LinuxQuestions.org

LinuxQuestions.org (/questions/)
-   Linux - General (https://www.linuxquestions.org/questions/linux-general-1/)
-   -   bash reg expression to split many file names on _3charnumbers_ (https://www.linuxquestions.org/questions/linux-general-1/bash-reg-expression-to-split-many-file-names-on-_3charnumbers_-4175635540/)

zimbot 08-02-2018 01:35 PM

bash reg expression to split many file names on _3charnumbers_
 
friends,

I think what I need to do is split strings with a regular expression

where : _ and any 3 numbers underscore is my deliminator

I need to split a string ( a dir full of file names , thousands of mov files )

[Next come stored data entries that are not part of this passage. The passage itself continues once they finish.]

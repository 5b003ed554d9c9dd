// SPDX-FileCopyrightText: 2026 Kestrel Contributors
// SPDX-License-Identifier: MIT OR Apache-2.0

//! Embedded database migrations using refinery.
//!
//! SQL files under `migrations/` are compiled in with `embed_migrations!`
//! and applied every time a database is opened.

use kestrel_core::KestrelError;

mod embedded {
    use refinery::embed_migrations;
    embed_migrations!("migrations");
}

/// Run all pending migrations against the given connection.
///
/// Refinery tracks applied migrations in its own `refinery_schema_history` table.
pub fn run_migrations(conn: &mut rusqlite::Connection) -> Result<(), KestrelError> {
    embedded::migrations::runner()
        .run(conn)
        .map_err(|e| KestrelError::Storage {
            source: Box::new(e),
        })?;
    Ok(())
}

they all have the various forms of this
jug_WNYW_0000013_001_CommercialBlock7.mov
jug_WNYW_0000013_002_CommercialBlock7.mov
all the way to
jug_WNYW_0000013_099_CommercialBlock7.mov
and here are other examples
jug_WNYW_0000013_041_WeatherTwo.mov
jug_WLWT_0000099_022_reds.mov
jug_WLWT_0001234_001_reds.mov
jug_WCPO_0008994_007_shewalkedintothedoor.mov
b99456666_007_shetakesawall.mov
c9902345_003_chocolatepieisgood.mov

what I really wish i could do get get what ever is LEFT of the underscore 3 wide number underscore

goodStuff_NNN_
i wish for the good stuff

I tried a reg expression with
tapeName="$(cut -d'_[0-9]{3}_' -f1 <<<"$jug_1978-03-31_wlwt_AIR_005_SubheadsTeasers")"

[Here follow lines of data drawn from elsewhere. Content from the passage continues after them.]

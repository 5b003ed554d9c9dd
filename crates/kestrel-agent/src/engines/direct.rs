// SPDX-FileCopyrightText: 2026 Kestrel Contributors
// SPDX-License-Identifier: MIT OR Apache-2.0

//! Template answers straight from the evidence bundle.
//!
//! [`DirectEngine::render`] is also the fallback every other engine uses
//! when the model backend is unavailable.

use async_trait::async_trait;
use kestrel_core::text::truncate_chars;
use kestrel_core::{DocumentHit, FailAnalysis, InspectionRecord, Intent, IntentResult};
use kestrel_router::ReasoningMode;
use serde_json::Value;
use tracing::{debug, warn};

use super::{Draft, EngineInput, INSUFFICIENT_DATA, ModelHandle, PROMPT_EVIDENCE_CHARS, Reasoner};
use crate::evidence::{EvidenceBundle, EvidenceGatherer, PeriodStatistics, Section};

/// Records listed per record section.
const LISTED_RECORDS: usize = 10;

/// Excerpt characters shown per document hit.
const EXCERPT_CHARS: usize = 200;

/// Formats evidence with a fixed template per intent.
///
/// With a model attached, a corrective pass makes one revision call over
/// the template and the reflection feedback.
#[derive(Clone, Default)]
pub struct DirectEngine {
    model: Option<ModelHandle>,
}

impl DirectEngine {
    pub fn new() -> Self {
        Self::default()
    }

    pub fn with_model(model: ModelHandle) -> Self {
        Self { model: Some(model) }
    }

    /// Renders the evidence for `intent`. Absent sections are named as
    /// unknown; an empty bundle yields the insufficient-data answer.
    pub fn render(intent: &IntentResult, evidence: &EvidenceBundle) -> String {
        if evidence.is_empty() {
            return INSUFFICIENT_DATA.to_string();
        }

        let mut blocks = vec![format!("{}:", title(intent.intent))];
        for section in evidence.sections() {
            if let Some(value) = evidence.get(section)
                && let Some(block) = render_section(section, value)
            {
                blocks.push(block);
            }
        }

        let missing: Vec<String> = EvidenceGatherer::plan(intent.intent)
            .iter()
            .filter(|s| !evidence.contains(**s))
            .map(|s| s.to_string().replace('_', " "))
            .collect();
        if !missing.is_empty() {
            blocks.push(format!(
                "(Unavailable: {}. Treat these as unknown.)",
                missing.join(", ")
            ));
        }
        blocks.join("\n\n")
    }

    fn revision_prompt(input: &EngineInput<'_>, template: &str) -> String {
        format!(
            "Revise the answer below so it addresses the listed issues. Use only facts \
             from the evidence.\n\nQuestion: {}\n\nEvidence (JSON):\n{}\n\n{}Answer to revise:\n{}\n",
            input.query,
            input.evidence.render_for_prompt(PROMPT_EVIDENCE_CHARS),
            input.prompt_extras(),
            template
        )
    }
}

#[async_trait]
impl Reasoner for DirectEngine {
    fn mode(&self) -> ReasoningMode {
        ReasoningMode::Direct
    }

    async fn reason(&self, input: &EngineInput<'_>) -> Draft {
        let template = Self::render(input.intent, input.evidence);
        let draft = Draft::new(template.clone(), ReasoningMode::Direct);

        let Some(model) = self.model.as_ref().filter(|_| input.is_correction()) else {
            debug!(intent = %input.intent.intent, "direct answer rendered");
            return draft;
        };
        if input.evidence.is_empty() {
            return draft;
        }

        match model.complete(&Self::revision_prompt(input, &template)).await {
            Ok(revised) if !revised.trim().is_empty() => {
                Draft::new(revised.trim(), ReasoningMode::Direct).with_calls(1)
            }
            Ok(_) => draft.with_calls(1).degraded(),
            Err(e) => {
                warn!(error = %e, "revision call failed, keeping template answer");
                draft.with_calls(1).degraded()
            }
        }
    }
}

fn title(intent: Intent) -> &'static str {
    match intent {
        Intent::Count => "Inspection count",
        Intent::Latest => "Latest inspections",
        Intent::Detail => "Inspection details",
        Intent::Summary => "Inspection summary",
        Intent::Analyze => "Inspection analysis",
        Intent::Troubleshoot => "Failure investigation",
    }
}

fn render_section(section: Section, value: &Value) -> Option<String> {
    match section {
        Section::Statistics => {
            let stats: PeriodStatistics = serde_json::from_value(value.clone()).ok()?;
            Some(render_statistics(&stats))
        }
        Section::FailAnalysis => {
            let analysis: FailAnalysis = serde_json::from_value(value.clone()).ok()?;
            Some(render_fail_analysis(&analysis))
        }
        Section::RecentContext | Section::Details | Section::RecentItems => {
            let records: Vec<InspectionRecord> = serde_json::from_value(value.clone()).ok()?;
            let heading = match section {
                Section::RecentContext => "Recent inspections",
                Section::Details => "Matching records",
                _ => "Records",
            };
            Some(render_records(heading, &records))
        }
        Section::Documents => {
            let hits: Vec<DocumentHit> = serde_json::from_value(value.clone()).ok()?;
            (!hits.is_empty()).then(|| render_documents(&hits))
        }
        Section::LongTermInsights => render_texts("Previously learned", value),
        Section::SimilarRecords => render_similar(value),
        Section::ToolObservations => render_observations(value),
    }
}

pub(crate) fn render_statistics(stats: &PeriodStatistics) -> String {
    let s = &stats.stats;
    if s.total == 0 {
        return format!("No inspections recorded ({}).", stats.period);
    }
    format!(
        "Statistics ({}):\n- Total: {}\n- PASS: {}\n- FAIL: {}\n- Pass rate: {:.1}%",
        stats.period, s.total, s.pass, s.fail, s.pass_rate
    )
}

fn render_fail_analysis(analysis: &FailAnalysis) -> String {
    if analysis.groups.is_empty() {
        return "No failures recorded today.".to_string();
    }
    let mut out = format!(
        "Failures today by device ({} total):",
        analysis.total_failures()
    );
    for group in &analysis.groups {
        out.push_str(&format!(
            "\n- {} at {}: {} failures (first {}, last {})",
            group.device_id, group.station, group.fail_count, group.first_fail, group.last_fail
        ));
    }
    out
}

fn render_records(heading: &str, records: &[InspectionRecord]) -> String {
    if records.is_empty() {
        return format!("{heading}: no inspection records found.");
    }
    let mut out = format!("{heading} ({}):", records.len());
    for (i, record) in records.iter().take(LISTED_RECORDS).enumerate() {
        out.push_str(&format!(
            "\n{}. {} {} at {}: {}",
            i + 1,
            record.timestamp,
            record.device_id,
            record.station,
            record.result.to_string().to_uppercase()
        ));
    }
    if records.len() > LISTED_RECORDS {
        out.push_str(&format!("\n... and {} more", records.len() - LISTED_RECORDS));
    }
    out
}

fn render_documents(hits: &[DocumentHit]) -> String {
    let mut out = "Related documentation:".to_string();
    for hit in hits {
        out.push_str(&format!(
            "\n- {}: {}",
            hit.source,
            truncate_chars(&hit.excerpt.replace('\n', " "), EXCERPT_CHARS)
        ));
    }
    out
}

fn render_texts(heading: &str, value: &Value) -> Option<String> {
    let texts: Vec<&str> = ["insights", "patterns"]
        .iter()
        .filter_map(|key| value.get(*key).and_then(Value::as_array))
        .flatten()
        .filter_map(|item| item.get("text").and_then(Value::as_str))
        .collect();
    if texts.is_empty() {
        return None;
    }
    let mut out = format!("{heading}:");
    for text in texts {
        out.push_str("\n- ");
        out.push_str(text);
    }
    Some(out)
}

fn render_similar(value: &Value) -> Option<String> {
    let hits = value.as_array().filter(|h| !h.is_empty())?;
    let mut out = "Similar past records:".to_string();
    for hit in hits {
        out.push_str(&format!(
            "\n- #{} {} {} at {}",
            hit["id"],
            hit["device_id"].as_str().unwrap_or_default(),
            hit["result"].as_str().unwrap_or_default().to_uppercase(),
            hit["station"].as_str().unwrap_or_default()
        ));
    }
    Some(out)
}

fn render_observations(value: &Value) -> Option<String> {
    let items = value.as_array().filter(|o| !o.is_empty())?;
    let mut out = "Tool results:".to_string();
    for item in items {
        out.push_str(&format!(
            "\n- {}: {}",
            item["tool"].as_str().unwrap_or_default(),
            truncate_chars(item["output"].as_str().unwrap_or_default(), EXCERPT_CHARS)
        ));
    }
    Some(out)
}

i Thought the _[0-9]{3} would be
underscore and any 3 numbers and underscore

I just want jug_1978-03-31_wlwt_AIR


I have had limited success with

$ echo "jug_1978-03-31_WDTN_AIR_005_SubheadsTeasers" | awk -F'_' '{print $1"_"$2"_"$3}'
returns
jug_1978-03-31_WDTN

and you see that will never work with a string like
c9902345_003_chocolatepieisgood.mov

so I am back to needing the LEFT of _NNN_
that is an increment _001_ to _999_

I have done some sed & awk .... but never reg expressions

also this is on a mac in bash....

it *seems the mac (os 10.11) also does not take sed from standard in .... isn't that nice


any assistance is appreciated - thank you

best regards

and THANK YOU

zimbot

Turbocapitalist 08-02-2018 01:46 PM

Do you need to count the files or just trim what is to the right of the triple digit number?

If you are limited to bash on OS X then parameter expansion might be relevant.

http://wiki.bash-hackers.org/syntax/pe

Otherwise it is easy with the perl-based version of the rename utility.

BW-userx 08-02-2018 05:45 PM

if you're going from left to right
Code:

userx@slacurr.ent.org:~
$ fun=jug_WNYW_0000013_001_CommercialBlock7.mov

#furthest to the right
$ sofun=${fun##*[0-9]_}

$ echo $sofun
CommercialBlock7.mov

or
Code:

userx@slacurr.ent.org:~
$ Name=jug_WLWT_0000099_022_reds.mov ;
 
$ leadingFname=${Name%%_[0-9]*} ;
 
$ endingFname=${Name##*[0-9]_} ;
 
$ newFileName="$leadingFname"_"$endingFname" ;
 
$ echo $newFileName
jug_WLWT_reds.mov

look under Substring Removal

syg00 08-02-2018 07:00 PM

Quote:

Originally Posted by zimbot (Post 5886976)
it *seems the mac (os 10.11) also does not take sed from standard in .... isn't that nice

I find that very hard to believe. But I wouldn't be caught dead using a mac, so I can't check.

Could be done with parameter substitution, but I always mess up complex globs. Does anyone know if/how you can include a (specific) repetition count in a glob in a substring removal like that ?.
I also agree the perl rename is best option as you can use regex to get the job done. But you'd better get it correct (for all cases).

chrism01 08-03-2018 12:54 AM

Perl
Code:

$var1="jug_1978-03-31_wlwt_AIR_005_SubheadsTeasers";
$var2=(split(/_[0-9]{3}_/,$var1))[0];
print "var2 = $var2\n";

# o/p
var2 = jug_1978-03-31_wlwt_AIR


String mangling is one of Perl's strengths... :)

zimbot 08-06-2018 10:31 AM

thanks everybody

I will be giving some of this a try

I very much appreciate the perl suggestion .
due to convience I hope for a full bash solution

thanks again


All times are GMT -5. The time now is 09:18 PM.